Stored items

--

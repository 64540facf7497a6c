use crate::Error;
use crate::ctl::packet::{arp_request, udp_frame};
use crate::ctl::{
    ChannelSession, ControlMessage, Controller, ControllerEvent, IDLE_TIMEOUT, MISS_SEND_LEN,
    PacketInOutcome, SwitchSession, runner,
};
use crate::routing::{PathSelector, RoutingPolicy};
use crate::topo::{FatTreeOpts, FatTreeTopology, Layer, NodeAddress};
use crossbeam::channel::Receiver;
use std::collections::{HashMap, HashSet};
use std::sync::Arc;

struct Fabric {
    topo: Arc<FatTreeTopology>,
    ctl: Controller,
    rx: HashMap<NodeAddress, Receiver<ControlMessage>>,
    sessions: HashMap<NodeAddress, Arc<dyn SwitchSession>>,
}

impl Fabric {
    fn new(policy: RoutingPolicy) -> Self {
        let topo = Arc::new(FatTreeTopology::build(&FatTreeOpts::default()).unwrap());
        let ctl = Controller::new(Arc::clone(&topo), PathSelector::with_seed(policy, 1));
        Self {
            topo,
            ctl,
            rx: HashMap::new(),
            sessions: HashMap::new(),
        }
    }

    fn connected(policy: RoutingPolicy) -> Self {
        let mut f = Self::new(policy);
        let switches: Vec<_> = f.topo.switches().collect();
        for sw in switches {
            f.connect(sw);
        }
        assert!(f.ctl.is_ready());
        f.drain_all();
        f
    }

    fn connect(&mut self, sw: NodeAddress) {
        let (session, rx) = ChannelSession::pair();
        let session: Arc<dyn SwitchSession> = Arc::new(session);
        self.ctl
            .connection_up(sw.dpid(), vec![1, 2, 3, 4], Arc::clone(&session))
            .unwrap();
        self.rx.insert(sw, rx);
        self.sessions.insert(sw, session);
    }

    fn disconnect(&mut self, sw: NodeAddress) {
        let session = Arc::clone(&self.sessions[&sw]);
        self.ctl.connection_down(sw.dpid(), &session).unwrap();
    }

    fn drain(&self, sw: NodeAddress) -> Vec<ControlMessage> {
        self.rx[&sw].try_iter().collect()
    }

    fn drain_all(&self) -> HashMap<NodeAddress, Vec<ControlMessage>> {
        self.rx
            .keys()
            .map(|&sw| (sw, self.drain(sw)))
            .filter(|(_, msgs)| !msgs.is_empty())
            .collect()
    }

    fn attach(&self, host: NodeAddress) -> (NodeAddress, u16) {
        self.topo.attachment(host).unwrap()
    }

    fn send_from(&mut self, src: NodeAddress, frame: &[u8]) -> PacketInOutcome {
        let (edge, port) = self.attach(src);
        self.ctl.packet_in(edge.dpid(), port, frame).unwrap()
    }
}

fn all_host_ports(topo: &FatTreeTopology) -> HashSet<(NodeAddress, u16)> {
    topo.layer_nodes(Layer::Edge)
        .iter()
        .flat_map(|&e| topo.neighbors_down(e).map(move |h| (e, h)))
        .map(|(e, h)| (e, topo.port(e, h).unwrap().src))
        .collect()
}

#[test]
fn connection_up_pushes_miss_config() {
    let mut f = Fabric::new(RoutingPolicy::Hashed);
    let sw = f.topo.edge(0, 0);
    f.connect(sw);
    assert!(f.ctl.is_connected(sw));
    assert_eq!(f.ctl.switch_ports(sw), Some(&[1, 2, 3, 4][..]));
    assert_eq!(
        f.drain(sw),
        vec![ControlMessage::SetConfig {
            miss_send_len: MISS_SEND_LEN
        }]
    );
}

#[test]
fn packets_before_readiness_are_dropped() {
    let mut f = Fabric::new(RoutingPolicy::Hashed);
    let switches: Vec<_> = f.topo.switches().collect();
    let (last, rest) = switches.split_last().unwrap();
    for &sw in rest {
        f.connect(sw);
    }
    f.drain_all();
    assert!(!f.ctl.is_ready());

    let a = f.topo.host(0, 0, 0);
    let b = f.topo.host(1, 0, 0);
    let out = f.send_from(a, &udp_frame(a, b, 1, 2, &[]));
    assert_eq!(out, PacketInOutcome::NotReady);
    assert_eq!(f.ctl.known_hosts(), 0);
    assert!(f.drain_all().is_empty());

    f.connect(*last);
    assert!(f.ctl.is_ready());
}

#[test]
fn readiness_survives_disconnects() {
    let mut f = Fabric::connected(RoutingPolicy::Hashed);
    let sw = f.topo.agg(2, 1);
    f.disconnect(sw);
    assert!(!f.ctl.is_connected(sw));
    assert!(f.ctl.is_ready());
}

#[test]
fn switches_outside_topology_are_ignored() {
    let mut f = Fabric::new(RoutingPolicy::Hashed);
    let (session, rx) = ChannelSession::pair();
    let host = f.topo.host(0, 0, 0);
    f.ctl.connection_up(host.dpid(), vec![], Arc::new(session.clone())).unwrap();
    f.ctl
        .connection_up(NodeAddress::new(9, 9, 9).dpid(), vec![], Arc::new(session.clone()))
        .unwrap();
    assert!(rx.try_recv().is_err());
    assert!(!f.ctl.is_connected(host));

    let res = f.ctl.connection_up(1 << 40, vec![], Arc::new(session));
    assert!(matches!(res, Err(Error::Format { .. })));
}

#[test]
fn unknown_destination_floods_host_ports_except_ingress() {
    let mut f = Fabric::connected(RoutingPolicy::Hashed);
    let a = f.topo.host(0, 0, 0);
    let b = f.topo.host(2, 1, 1);
    let frame = udp_frame(a, b, 1000, 5001, b"x");
    let (ingress, in_port) = f.attach(a);

    let PacketInOutcome::Flooded { targets } = f.send_from(a, &frame) else {
        panic!("expected flood");
    };

    let mut expected = all_host_ports(&f.topo);
    assert!(expected.remove(&(ingress, in_port)));
    let got: HashSet<_> = targets.iter().copied().collect();
    assert_eq!(got.len(), targets.len());
    assert_eq!(got, expected);
    assert_eq!(targets.len(), 15);

    let sent = f.drain_all();
    for (sw, msgs) in &sent {
        assert_eq!(f.topo.layer(*sw), Some(Layer::Edge), "{sw} received a flood");
        for msg in msgs {
            let ControlMessage::PacketOut { out_port, data } = msg else {
                panic!("unexpected message {msg:?}");
            };
            assert!(expected.contains(&(*sw, *out_port)));
            assert_eq!(data, &frame);
        }
    }
    assert_eq!(sent.values().map(Vec::len).sum::<usize>(), 15);
    assert_eq!(f.ctl.location(a.mac()).unwrap().switch, ingress);
    assert_eq!(f.ctl.stats.floods, 1);
}

#[test]
fn broadcast_arp_floods() {
    let mut f = Fabric::connected(RoutingPolicy::RoundRobin);
    let a = f.topo.host(3, 1, 0);
    let out = f.send_from(a, &arp_request(a, f.topo.host(0, 0, 0)));
    assert!(matches!(out, PacketInOutcome::Flooded { ref targets } if targets.len() == 15));
}

#[test]
fn known_destination_installs_one_entry_per_hop() {
    let mut f = Fabric::connected(RoutingPolicy::Hashed);
    let a = f.topo.host(0, 0, 0);
    let b = f.topo.host(1, 1, 1);
    let (a_edge, a_port) = f.attach(a);
    let (b_edge, _) = f.attach(b);

    f.send_from(a, &udp_frame(a, b, 5001, 40000, &[]));
    f.drain_all();

    let reply = udp_frame(b, a, 40000, 5001, b"ack");
    let PacketInOutcome::Installed { path } = f.send_from(b, &reply) else {
        panic!("expected install");
    };
    assert_eq!(path.first(), Some(&b_edge));
    assert_eq!(path.last(), Some(&a_edge));
    assert_eq!(path.len(), 5);

    let sent = f.drain_all();
    assert_eq!(sent.len(), path.len(), "only path switches receive messages");
    for (i, node) in path.iter().enumerate() {
        let msgs = &sent[node];
        let ControlMessage::FlowMod(fm) = &msgs[0] else {
            panic!("expected flow-mod at {node}, got {msgs:?}");
        };
        let expected_port = match path.get(i + 1) {
            Some(&next) => f.topo.port(*node, next).unwrap().src,
            None => a_port,
        };
        assert_eq!(fm.out_port, expected_port, "hop {i} ({node})");
        assert_eq!(fm.idle_timeout, IDLE_TIMEOUT);
        assert_eq!(fm.r#match.dl_src, Some(b.mac()));
        assert_eq!(fm.r#match.dl_dst, Some(a.mac()));
        assert_eq!(fm.r#match.tp_src, Some(40000));
        assert_eq!(fm.r#match.in_port, None);
    }

    let last = &sent[&a_edge];
    assert_eq!(last.len(), 2);
    assert_eq!(
        last[1],
        ControlMessage::PacketOut {
            out_port: a_port,
            data: reply
        }
    );
    assert_eq!(f.ctl.stats.paths_installed, 1);
    assert_eq!(f.ctl.stats.flow_mods, 5);
}

#[test]
fn same_edge_hosts_use_single_switch_path() {
    let mut f = Fabric::connected(RoutingPolicy::Hashed);
    let a = f.topo.host(1, 0, 0);
    let b = f.topo.host(1, 0, 1);
    f.send_from(a, &udp_frame(a, b, 1, 2, &[]));
    f.drain_all();

    let out = f.send_from(b, &udp_frame(b, a, 2, 1, &[]));
    let (edge, a_port) = f.attach(a);
    assert_eq!(out, PacketInOutcome::Installed { path: vec![edge] });
    let sent = f.drain_all();
    assert_eq!(sent.len(), 1);
    assert_eq!(sent[&edge].len(), 2);
    assert!(matches!(&sent[&edge][0], ControlMessage::FlowMod(fm) if fm.out_port == a_port));
}

#[test]
fn hashed_policy_pins_a_flow_while_round_robin_rotates() {
    let a = NodeAddress::new(0, 0, 2);
    let b = NodeAddress::new(3, 1, 3);

    let paths_for = |policy| {
        let mut f = Fabric::connected(policy);
        f.send_from(a, &udp_frame(a, b, 7, 7, &[]));
        (0..4)
            .map(|_| match f.send_from(b, &udp_frame(b, a, 9000, 5001, &[])) {
                PacketInOutcome::Installed { path } => path,
                other => panic!("unexpected {other:?}"),
            })
            .collect::<Vec<_>>()
    };

    let hashed = paths_for(RoutingPolicy::Hashed);
    assert!(hashed.windows(2).all(|w| w[0] == w[1]));

    let rr = paths_for(RoutingPolicy::RoundRobin);
    let distinct: HashSet<_> = rr.iter().collect();
    assert_eq!(distinct.len(), 4);
}

#[test]
fn reconnect_replaces_session_atomically() {
    let mut f = Fabric::connected(RoutingPolicy::Hashed);
    let edge = f.topo.edge(0, 0);
    let old_rx = f.rx[&edge].clone();

    f.connect(edge);
    assert!(old_rx.try_recv().is_err());
    assert_eq!(f.drain(edge).len(), 1, "set-config on the new session");

    let a = f.topo.host(1, 0, 0);
    let b = f.topo.host(3, 0, 0);
    f.send_from(a, &udp_frame(a, b, 1, 2, &[]));
    assert!(old_rx.try_recv().is_err(), "stale session received a write");
    assert!(!f.drain(edge).is_empty());
}

#[test]
fn late_disconnect_of_replaced_session_keeps_new_binding() {
    let mut f = Fabric::connected(RoutingPolicy::Hashed);
    let edge = f.topo.edge(0, 0);
    let old = Arc::clone(&f.sessions[&edge]);

    f.connect(edge);
    f.drain(edge);
    f.ctl.connection_down(edge.dpid(), &old).unwrap();
    assert!(f.ctl.is_connected(edge));

    let a = f.topo.host(1, 0, 0);
    let b = f.topo.host(3, 0, 0);
    f.send_from(a, &udp_frame(a, b, 1, 2, &[]));
    assert_eq!(f.drain(edge).len(), 2, "both host ports flooded on the new session");
    assert_eq!(f.ctl.stats.unconnected_sends, 0);

    // 当前会话自身的断开仍然生效
    f.disconnect(edge);
    assert!(!f.ctl.is_connected(edge));
}

#[test]
fn stale_disconnect_event_is_ignored_by_event_loop() {
    let mut f = Fabric::connected(RoutingPolicy::Hashed);
    let agg = f.topo.agg(1, 0);
    let old = Arc::clone(&f.sessions[&agg]);
    f.connect(agg);

    f.ctl.handle_event(ControllerEvent::ConnectionDown {
        dpid: agg.dpid(),
        session: old,
    });
    assert!(f.ctl.is_connected(agg));
    assert_eq!(f.ctl.stats.dropped, 0);

    let live = Arc::clone(&f.sessions[&agg]);
    f.ctl.handle_event(ControllerEvent::ConnectionDown {
        dpid: agg.dpid(),
        session: live,
    });
    assert!(!f.ctl.is_connected(agg));
}

#[test]
fn writes_to_dead_sessions_are_skipped() {
    let mut f = Fabric::connected(RoutingPolicy::Hashed);
    let a = f.topo.host(0, 0, 0);
    let b = f.topo.host(1, 0, 0);

    // 一个交换机主动下线，另一个的连接被对端关闭
    let down = f.topo.edge(2, 0);
    f.disconnect(down);
    let closed = f.topo.edge(3, 1);
    f.rx.remove(&closed);

    let out = f.send_from(a, &udp_frame(a, b, 1, 2, &[]));
    let PacketInOutcome::Flooded { targets } = out else {
        panic!("expected flood");
    };
    assert_eq!(targets.len(), 15);
    assert_eq!(f.ctl.stats.unconnected_sends, 4);
    assert_eq!(f.ctl.stats.packet_outs, 11);
    assert!(f.drain(down).is_empty());
    assert!(f.ctl.location(a.mac()).is_some());
}

#[test]
fn learned_locations_survive_disconnect() {
    let mut f = Fabric::connected(RoutingPolicy::Hashed);
    let a = f.topo.host(2, 1, 0);
    let b = f.topo.host(0, 0, 1);
    f.send_from(a, &udp_frame(a, b, 1, 2, &[]));
    let (edge, port) = f.attach(a);

    f.disconnect(edge);
    let loc = f.ctl.location(a.mac()).unwrap();
    assert_eq!((loc.switch, loc.port), (edge, port));
}

#[test]
fn failing_event_does_not_stop_processing() {
    let mut f = Fabric::connected(RoutingPolicy::Hashed);
    let (edge, port) = f.attach(f.topo.host(0, 0, 0));
    f.ctl.handle_event(ControllerEvent::PacketIn {
        dpid: edge.dpid(),
        in_port: port,
        data: vec![0; 5],
    });
    assert_eq!(f.ctl.stats.dropped, 1);

    let a = f.topo.host(0, 0, 0);
    let b = f.topo.host(0, 1, 0);
    f.ctl.handle_event(ControllerEvent::PacketIn {
        dpid: edge.dpid(),
        in_port: port,
        data: udp_frame(a, b, 1, 2, &[]),
    });
    assert_eq!(f.ctl.stats.floods, 1);
    assert_eq!(f.ctl.known_hosts(), 1);

    let err = f.ctl.packet_in(f.topo.host(0, 0, 0).dpid(), 0, &udp_frame(a, b, 1, 2, &[]));
    assert!(matches!(err, Err(Error::UnknownNode(_))));
}

#[test]
fn runner_drains_events_sequentially() {
    let topo = Arc::new(FatTreeTopology::build(&FatTreeOpts::default()).unwrap());
    let ctl = Controller::new(Arc::clone(&topo), PathSelector::new(RoutingPolicy::Hashed));
    let (tx, handle) = runner::spawn(ctl);

    let mut receivers = Vec::new();
    for sw in topo.switches() {
        let (session, rx) = ChannelSession::pair();
        tx.send(ControllerEvent::ConnectionUp {
            dpid: sw.dpid(),
            ports: vec![],
            session: Arc::new(session),
        })
        .unwrap();
        receivers.push(rx);
    }

    let a = topo.host(0, 0, 0);
    let b = topo.host(1, 0, 0);
    for (src, dst) in [(a, b), (b, a)] {
        let edge = topo.neighbors_up(src).next().unwrap();
        tx.send(ControllerEvent::PacketIn {
            dpid: edge.dpid(),
            in_port: topo.port(edge, src).unwrap().src,
            data: udp_frame(src, dst, 10, 20, &[]),
        })
        .unwrap();
    }
    drop(tx);

    let ctl = handle.join().expect("controller thread");
    assert!(ctl.is_ready());
    assert_eq!(ctl.known_hosts(), 2);
    assert_eq!(ctl.stats.packet_ins, 2);
    assert_eq!(ctl.stats.floods, 1);
    assert_eq!(ctl.stats.paths_installed, 1);
}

--

In the records above, find the line containing "assert_eq!(ctl.stats.floods, 1);" and print it and every later line exactly, through the last one.

    assert_eq!(ctl.stats.floods, 1);
    assert_eq!(ctl.stats.paths_installed, 1);
}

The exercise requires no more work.